Users of Keycloak, particularly those with delegated administrator permissions, security teams, and vulnerability management teams should be aware of this vulnerability and take steps to mitigate it by reviewing and restricting delegated administrator permissions, monitoring organization membership changes, and implementing additional access controls for user management.

Technical summary

The vulnerability exists in the organization management component of Keycloak.
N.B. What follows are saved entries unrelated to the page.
//! Type definitions for drift detection.

use chrono::{DateTime, Utc};
use serde::{Deserialize, Serialize};
use std::collections::BTreeMap;

use crate::config::DriftTest;

/// Severity bands derived from the p-value
#[derive(Clone, Copy, Debug, PartialEq, Eq, PartialOrd, Ord, Hash, Serialize, Deserialize)]
#[serde(rename_all = "snake_case")]
pub enum Severity {
    /// p >= 0.05
    Low,
    /// 0.01 <= p < 0.05
    Medium,
    /// p < 0.01
    High,
}

impl Severity {
    /// Classify a p-value into its severity band
    pub fn from_p_value(p_value: f64) -> Self {
        if p_value < 0.01 {
            Severity::High
        } else if p_value < 0.05 {
            Severity::Medium
        } else {
            Severity::Low
        }
    }
}

impl std::fmt::Display for Severity {
    fn fmt(&self, f: &mut std::fmt::Formatter<'_>) -> std::fmt::Result {
        match self {
            Severity::Low => write!(f, "low"),
            Severity::Medium => write!(f, "medium"),
            Severity::High => write!(f, "high"),
        }
    }
}

/// Result of comparing one metric's window against its baseline
#[derive(Clone, Debug, PartialEq, Serialize, Deserialize)]
pub struct DriftCheckResult {
    pub metric_name: String,
    pub test: DriftTest,
    /// Test statistic (KS distance or Mann-Whitney U)
    pub statistic: f64,
    pub p_value: f64,
    pub drift_detected: bool,
    pub severity: Severity,
    pub baseline_size: usize,
    pub current_size: usize,
    pub timestamp: DateTime<Utc>,
}

/// Why a metric could not be checked
#[derive(Clone, Copy, Debug, PartialEq, Eq, Serialize, Deserialize)]
#[serde(rename_all = "snake_case")]
pub enum InsufficientReason {
    /// Current samples exist but no baseline was set
    MissingBaseline,
    /// A baseline exists but the current window is empty
    EmptyWindow,
}

impl std::fmt::Display for InsufficientReason {
    fn fmt(&self, f: &mut std::fmt::Formatter<'_>) -> std::fmt::Result {
        match self {
            InsufficientReason::MissingBaseline => write!(f, "no baseline"),
            InsufficientReason::EmptyWindow => write!(f, "no current samples"),
        }
    }
}

/// Per-metric outcome of a drift check
#[derive(Clone, Debug, PartialEq, Serialize, Deserialize)]
#[serde(tag = "status", rename_all = "snake_case")]
pub enum DriftOutcome {
    Checked(DriftCheckResult),
    Insufficient { reason: InsufficientReason },
}

impl DriftOutcome {
    /// The check result, if the metric was evaluable
    pub fn result(&self) -> Option<&DriftCheckResult> {
        match self {
            DriftOutcome::Checked(result) => Some(result),
            DriftOutcome::Insufficient { .. } => None,
        }
    }
}

/// Everything one `check_drift` call produced
#[derive(Clone, Debug, PartialEq, Serialize, Deserialize)]
pub struct DriftReport {
    pub timestamp: DateTime<Utc>,
    pub outcomes: BTreeMap<String, DriftOutcome>,
}

impl DriftReport {
    /// Whether any checked metric drifted
    pub fn drift_detected(&self) -> bool {
        self.checked().any(|r| r.drift_detected)
    }

    /// Checked results in metric-name order
    pub fn checked(&self) -> impl Iterator<Item = &DriftCheckResult> {
        self.outcomes.values().filter_map(DriftOutcome::result)
    }

    /// Result for a single metric
    pub fn get(&self, metric: &str) -> Option<&DriftOutcome> {
        self.outcomes.get(metric)
    }
}

/// One drift check as retained in history
#[derive(Clone, Debug, PartialEq, Serialize, Deserialize)]
pub struct DriftHistoryEntry {
    pub timestamp: DateTime<Utc>,
    /// True if any metric drifted in this check
    pub drift_detected: bool,
    pub results: BTreeMap<String, DriftCheckResult>,
}

/// Per-metric drift frequency
#[derive(Clone, Debug, PartialEq, Serialize, Deserialize)]
pub struct MetricDriftStats {
    /// Checks in which this metric was evaluated
    pub checks: usize,
    pub total_drifts: usize,
    pub drift_frequency: f64,
}

/// Drift statistics derived from history
#[derive(Clone, Debug, PartialEq, Serialize, Deserialize)]
pub struct DriftStatistics {
    pub total_checks: usize,
    pub drift_detected_count: usize,
    /// `drift_detected_count / total_checks`, 0 with no history
    pub drift_frequency: f64,
    pub last_check: Option<DateTime<Utc>>,
    pub metrics: BTreeMap<String, MetricDriftStats>,
}
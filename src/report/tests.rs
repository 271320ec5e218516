//! Tests for report export.

use super::*;
use crate::config::{MonitorConfig, ValidationConfig};
use crate::governance::{Batch, BatchRecord, GovernanceMonitor};
use crate::sink::NullSink;
use std::sync::Arc;
use tempfile::TempDir;

fn populated_report() -> GovernanceReport {
    let config = MonitorConfig {
        validation: ValidationConfig { cross_validation: false, ..Default::default() },
        ..Default::default()
    };
    let monitor = GovernanceMonitor::with_sink(config, Arc::new(NullSink)).unwrap();
    monitor.update_baseline("amount", &[10.0; 100]).unwrap();

    let records = (0..100).map(|i| {
        BatchRecord::default()
            .with_feature("amount", if i < 95 { 10.0 } else { 1000.0 })
            .with_score(if i % 2 == 0 { 0.8 } else { 0.2 })
            .with_attribute("gender", if i % 4 < 2 { "f" } else { "m" })
            .with_outcome(i % 2, i % 2)
    });
    monitor.process_batch(&Batch::new(records)).unwrap();
    monitor.report().unwrap()
}

#[test]
fn test_json_contains_sections() {
    let report = populated_report();
    let json = ReportExporter::new(&report).to_json_string().unwrap();
    let value: serde_json::Value = serde_json::from_str(&json).unwrap();

    for section in ["generated_at", "config", "drift", "bias", "validation", "escalation"] {
        assert!(value.get(section).is_some(), "missing {section}");
    }
    assert_eq!(value["drift"]["statistics"]["total_checks"], 1);
    assert_eq!(value["config"]["drift"]["test"], "mann_whitney");
    assert_eq!(value["validation"]["history"][0]["metrics"]["accuracy"], 1.0);
}

#[test]
fn test_compact_is_single_line() {
    let report = populated_report();
    let json = ReportExporter::new(&report).compact().to_json_string().unwrap();
    assert!(!json.contains('\n'));
}

#[test]
fn test_write_json_creates_parent_dirs() {
    let dir = TempDir::new().unwrap();
    let target = dir.path().join("nested/reports/governance.json");
    let report = populated_report();

    let written = ReportExporter::new(&report).write_json(&target).unwrap();
    assert_eq!(written, target);

    let content = std::fs::read_to_string(&target).unwrap();
    let parsed: GovernanceReport = serde_json::from_str(&content).unwrap();
    assert_eq!(parsed.generated_at, report.generated_at);
    assert_eq!(parsed.config, report.config);
    assert_eq!(parsed.drift.history.len(), 1);
}

#[test]
fn test_write_json_reports_io_error() {
    let dir = TempDir::new().unwrap();
    let blocker = dir.path().join("file");
    std::fs::write(&blocker, "x").unwrap();
    let report = populated_report();

    let err = ReportExporter::new(&report).write_json(blocker.join("report.json")).unwrap_err();
    assert!(matches!(err, crate::Error::Io { .. }));
}

#[test]
fn test_gauges_cover_latest_results() {
    let report = populated_report();
    let gauges = ReportExporter::new(&report).gauges();

    let find = |name: &str, key: &str, value: &str| {
        gauges.iter().find(|g| g.name == name && g.labels.get(key).map(String::as_str) == Some(value))
    };
    assert!(find("vigilar_drift_p_value", "metric", "amount").is_some());
    assert_eq!(find("vigilar_drift_detected", "metric", "amount").map(|g| g.value), Some(1.0));
    assert!(find("vigilar_bias_combined_score", "group", "f").is_some());
    assert_eq!(find("vigilar_validation_metric", "metric", "f1").map(|g| g.value), Some(1.0));
    assert!(find("vigilar_breach_consecutive_count", "key", "drift:amount").is_some());
    assert!(gauges.iter().any(|g| g.name == "vigilar_active_alerts" && g.value == 0.0));
}

#[test]
fn test_gauge_text_format() {
    let sample = GaugeSample::new("vigilar_bias_combined_score", 0.25)
        .with_label("group", "a\"b")
        .with_label("category", "age_group");
    assert_eq!(
        sample.to_string(),
        "vigilar_bias_combined_score{category=\"age_group\",group=\"a\\\"b\"} 0.25"
    );
    assert_eq!(GaugeSample::new("vigilar_active_alerts", 2.0).to_string(), "vigilar_active_alerts 2");

    let report = populated_report();
    let text = ReportExporter::new(&report).to_gauge_text();
    assert!(text.lines().all(|line| line.starts_with("vigilar_")));
}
A delegated administrator can exploit this flaw by creating an invitation for a non-existent email address and then retrieving the secret registration link through the API. This allows the administrator to create new user accounts and add them to the organization without proper permissions, potentially bypassing security boundaries.

Defensive priority

Medium

Recommended defensive actions

  • Review and restrict delegated administrator permissions
  • Monitor organization membership changes
  • Implement additional access controls for user management
  • Confirm whether affected Keycloak deployments exist in managed environments and assign an owner for follow-up.
  • Review the supplied official advisory or CVE record to validate affected scope, severity, and vendor guidance.
  • Plan vendor-supported updates or mitigations through normal change control where exposure is confirmed.
  • Check relevant monitoring, detection, and logs for exposed assets that need extra review.

Evidence notes

The CVE record was published on 2026-07-17T14:17:21.860Z and has not been modified since then. The NVD entry is currently being reviewed. Evidence is limited to CVE and NVD details. Defenders should verify Keycloak organization management component configurations and monitor for suspicious user account creations.

Official resources

AI-assisted PatchSiren debrief based on the supplied source corpus. The CVE record was published on 2026-07-17T14:17:21.860Z and has not been modified since then.